Maternal instinct: for the first time, a wild lioness is seen nursing a baby leopard

Touching encounter in Serengeti astonishes experts – but it is unlikely to have a happy ending

Luke Hunter, president and chief conservation officer of the global wildcat organisation Panthera, received an email this week from one of his group’s partners in Tanzania. When he opened the attached photos, Hunter recalled, “my jaw just dropped.”

The images show a lioness lounging on a flat, dry spot in the Serengeti. Attached to her is a nursing cub – and the cub is a tiny, spotted leopard.

This is the sort of sighting is astonishing to lion experts like Hunter. Interspecies suckling has been documented among captive animals, and on very rare occasions wild carnivores such as leopards and pumas have been known to adopt an orphaned cub of their own kind, usually one that is related. But never before has interspecies suckling among large carnivores been recorded, Hunter said.

“It’s unprecedented,” he said, almost gushing. “It’s a once-in-a-lifetime event.”

The photos were taken Tuesday by a guest at the Ndutu Lodge in the Ngorogoro Conservation Area, where KopeLion, which Panthera supports, works on quelling conflicts between lions and local farmers whose livestock sometimes become lion lunch. KopeLion monitors the area lions, which is why the nursing mom in the photos is wearing a GPS tracking collar.

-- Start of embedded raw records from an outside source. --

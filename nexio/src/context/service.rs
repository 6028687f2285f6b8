// Copyright (c) 2026 nexio contributors. Licensed under Apache License, Version 2.0.

/// A singleton attached to an [`ExecutionContext`](super::ExecutionContext), looked
/// up by its concrete type via [`ExecutionContext::use_service`](super::ExecutionContext::use_service).
///
/// The timer and signal services are the two built-in implementors; embedders can
/// register their own with [`ExecutionContext::make_service`](super::ExecutionContext::make_service).
pub trait Service: std::any::Any + Send + Sync + 'static {
    /// Called once during context shutdown, in the reverse order services were
    /// created. The default does nothing.
    fn shutdown(&self) {}
}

The lioness is known as Nosikitok, and, importantly, she is known to have given birth to three cubs of her own in late June. That means “she is absolutely awash with maternal hormones and that instinct to take care of her own babies,” Hunter said. “This simply wouldn’t have happened if she wasn’t suckling her own babies.”

Typically, he elaborated, a lioness would kill a baby leopard – a potential future competitor for food, as well as a handy snack.

“Lions kind of go out of their way to get rid of them,” he said of other carnivores.

But Nosikitok’s hormones hardly explain everything about this peaceful encounter, Hunter said. For one, it’s unclear where the leopard cub’s mother was or whether she is alive. Also unknown is whether Nosikitok’s own cubs were safe in their den, about 1km away, or whether she’s already lost them to predators, starvation or other common lion cub killers. As of Thursday morning, her collar positioned her neither in the den where her own cubs might be nor in the spot where she fed the leopard cub.

This story, however, isn’t likely to have a happy ending for the leopard cub, which Hunter said appears to be about three weeks old. Lionesses break away from their prides to give birth, then usually introduce new cubs to the family when they’re about eight weeks old – if the little ones make it to that age, Hunter said. On the very off-chance Nosikitok decided to adopt the leopard and managed to keep it alive long enough to take it home, her pride probably would not be so welcoming.

“That would be the most fascinating encounter to observe,” Hunter said. But, he added: “I would love for this to end nicely. But I think the challenges facing the little leopard cub are formidable.”